В результате мне постоянно приходится слышать о различиях между Японией и США или Европой – от японцев, американцев и европейцев, обладающих многолетним опытом проживания в Японии, США и / или Европе. Все мои японские родственники, студенты, друзья и коллеги упоминают о существенных отличиях (наряду с немалыми сходствами) между японским и американским / европейским обществами. Перечислю навскидку, не пытаясь ранжировать, некоторые из этих различий: извинения (или отсутствие таковых), трудность изучения языка и письменности, умение стойко переносить испытания, стремление налаживать тесные контакты с перспективными бизнес-клиентами, крайняя вежливость, отторжение по отношению к иностранцам, откровенный сексизм, близкие контакты врача и пациента, восхищение красивым почерком, умаление индивидуализма, отношения с родителями супруга / супруги, положение женщин в обществе, привычка прямо говорить о своих чувствах, отсутствие эгоизма, способы проявлять несогласие – и многое, многое другое.

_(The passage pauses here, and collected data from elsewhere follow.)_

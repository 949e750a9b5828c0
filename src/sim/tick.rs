//! Per-frame update
//!
//! Input gathered since the last animation frame is applied first, then
//! every timer advances by the frame's elapsed time.

use glam::Vec2;

use super::dialogue::{DialogueEvent, Script, ScriptKind};
use super::picking::{Camera, PRIMARY_BUTTON, PointerDown, pick};
use super::playback::{PlaybackError, PlaybackEvent, TextSurface};
use super::state::{BreakSound, GameEvent, GameState, MusicCue};
use super::voxel::VoxelId;
use crate::consts::SCENE_SPIN;

/// One DOM input event
#[derive(Debug, Clone, Copy, PartialEq)]
pub enum InputEvent {
    /// Mouse press on the canvas
    Pointer(PointerDown),
    /// Legacy key code from a keydown
    Key(u32),
    /// Dialogue action button clicked
    ActionButton,
}

/// Input collected between two animation frames
#[derive(Debug, Clone, Default)]
pub struct TickInput {
    /// Events in arrival order
    pub events: Vec<InputEvent>,
    /// Canvas size in client pixels
    pub viewport: Vec2,
}

impl TickInput {
    pub fn push(&mut self, event: InputEvent) {
        self.events.push(event);
    }
}

/// Advance the game by one animation frame.
///
/// `dt_ms` drives the dialogue and playback timers, `now` (seconds) the
/// particle clock. `surface` receives playback frames.
pub fn tick(
    state: &mut GameState,
    input: &TickInput,
    camera: &Camera,
    dt_ms: f64,
    now: f64,
    surface: &mut dyn TextSurface,
) {
    for event in &input.events {
        match event {
            InputEvent::Pointer(pointer) => {
                state.pointer_down(pointer, input.viewport, camera, now);
            }
            InputEvent::Key(code) => {
                state.key_down(*code);
            }
            InputEvent::ActionButton => {
                state.press_action_button();
            }
        }
    }
    state.advance(dt_ms, now, surface);
}

impl GameState {
    /// Handle a mouse press: pick and remove the nearest voxel under the
    /// pointer. Returns the removed voxel.
    pub fn pointer_down(
        &mut self,
        pointer: &PointerDown,
        viewport: Vec2,
        camera: &Camera,
        now: f64,
    ) -> Option<VoxelId> {
        if pointer.button != PRIMARY_BUTTON {
            return None;
        }
        if self.is_suspended() {
            log::debug!("Pick ignored during playback");
            return None;
        }
        if viewport.x <= 0.0 || viewport.y <= 0.0 {
            return None;
        }

        let ndc = pointer.to_ndc(viewport.x, viewport.y);
        let ray = camera.ray_from_ndc(ndc);
        match pick(&ray, &self.world, self.scene_yaw) {
            Some(hit) => self.break_voxel(hit.id, now),
            None => {
                self.streak.record_miss();
                None
            }
        }
    }

    /// Remove a voxel with debris and sound, then check the streak
    pub fn break_voxel(&mut self, id: VoxelId, now: f64) -> Option<VoxelId> {
        let cell = self.world.remove(id)?;

        if self.particles_enabled {
            self.particles
                .spawn(cell.position, cell.color, now, &mut self.rng);
        }
        let sound = BreakSound::random(&mut self.rng);
        self.events.push(GameEvent::VoxelBroken { id, sound });

        if self.streak.record_hit() && self.dialogue.escalation_eligible() {
            log::info!("Destruction streak of {}: escalating", self.streak.count());
            self.play_script(Script::escalation());
            self.streak.reset();
            self.events.push(GameEvent::Escalated);
        }
        Some(id)
    }

    /// Feed one key code to the secret detector. Returns true if it started
    /// a playback session.
    pub fn key_down(&mut self, code: u32) -> bool {
        if !self.secret.push(code) {
            return false;
        }
        log::info!("Secret sequence entered");
        if self.is_suspended() {
            log::warn!("Secret sequence ignored: playback already running");
            return false;
        }
        self.recolor_scene();
        self.trigger_rickroll()
    }

    /// The dialogue action button was clicked
    pub fn press_action_button(&mut self) -> bool {
        if !self.action_button_visible {
            log::debug!("Action button press ignored while hidden");
            return false;
        }
        self.trigger_rickroll()
    }

    /// Start a playback session: taunt, hide the button, cue the music and
    /// ask the platform to fetch the asset.
    pub fn trigger_rickroll(&mut self) -> bool {
        if let Err(e) = self.playback.request() {
            log::warn!("Rickroll ignored: {}", e);
            return false;
        }
        self.dialogue.show(Script::gotcha());
        self.set_action_button(false);
        self.events.push(GameEvent::Music(MusicCue::Restart));
        self.events.push(GameEvent::FetchAsset);
        true
    }

    /// Deliver the fetched asset (or the fetch failure)
    pub fn asset_loaded(&mut self, body: Result<String, PlaybackError>) {
        match self.playback.finish_loading(body) {
            Ok(frames) => {
                log::info!("ASCII asset loaded: {} frames", frames);
                self.events.push(GameEvent::PlaybackStarted { frames });
            }
            Err(PlaybackError::NotLoading) => {
                log::warn!("Asset delivered with no load pending; dropped");
            }
            Err(e) => {
                log::error!("ASCII playback failed: {}", e);
                self.end_session();
                self.events.push(GameEvent::PlaybackFailed(e));
            }
        }
    }

    /// Advance timers by one animation frame
    pub fn advance(&mut self, dt_ms: f64, now: f64, surface: &mut dyn TextSurface) {
        if self.spin_enabled && !self.is_suspended() {
            self.scene_yaw = (self.scene_yaw + SCENE_SPIN).rem_euclid(std::f32::consts::TAU);
        }

        self.particles.tick(now);

        if let Some(event) = self.dialogue.advance(dt_ms) {
            self.on_dialogue_event(event);
        }

        if let Some(PlaybackEvent::Finished { frames_shown }) = self.playback.advance(dt_ms, surface)
        {
            log::info!("Playback finished after {} frames", frames_shown);
            self.end_session();
            self.events.push(GameEvent::PlaybackFinished);
        }
    }

    /// Start a script, settling whatever it cut off
    pub(super) fn play_script(&mut self, script: Script) {
        for event in self.dialogue.play(script) {
            self.on_dialogue_event(event);
        }
    }

    /// The intro ending, whether typed out or cut off by an escalation,
    /// reveals the action button
    fn on_dialogue_event(&mut self, event: DialogueEvent) {
        let kind = match event {
            DialogueEvent::ScriptComplete(kind) => {
                log::debug!("Dialogue script complete: {:?}", kind);
                kind
            }
            DialogueEvent::ScriptInterrupted(kind) => {
                log::debug!("Dialogue script interrupted: {:?}", kind);
                kind
            }
        };
        if kind == ScriptKind::Intro && !self.is_suspended() {
            self.set_action_button(true);
        }
    }

    /// Scene comes back: button revealed, music stopped
    fn end_session(&mut self) {
        self.set_action_button(true);
        self.events.push(GameEvent::Music(MusicCue::Stop));
    }
}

Все эти отличия можно считать наследием традиционной Японии, сохранившимся вопреки западному влиянию на современную Японию. Традиции начали объединяться с кризиса, разразившегося 8 июля 1853 года, и темпы слияния ускорились после возрождения Мэйдзи 1868 года (о котором см. подробнее ниже), когда Япония приступила к реализации программы выборочных изменений, что охватила полстолетия. Япония эпохи Мэйдзи была, пожалуй, выдающимся примером внедрения выборочных изменений в национальном масштабе, причем она использовала другие государства в качестве образцов для подражания. Как и кризис в Финляндии, о котором мы говорили в предыдущей главе, в Японии все началось с внезапной иностранной угрозы (но без фактического нападения). Подобно Финляндии, Япония продемонстрировала поразительно честную самооценку и выказала удивительное терпение, экспериментируя с различными вариантами, пока не отыскала приемлемые для себя. Но, в отличие от Финляндии, Япония совершила куда более масштабные выборочные изменения и располагала большей свободой действий. Поэтому Япония эпохи Мэйдзи кажется подходящим примером для нашего исследования, особенно в паре с Финляндией.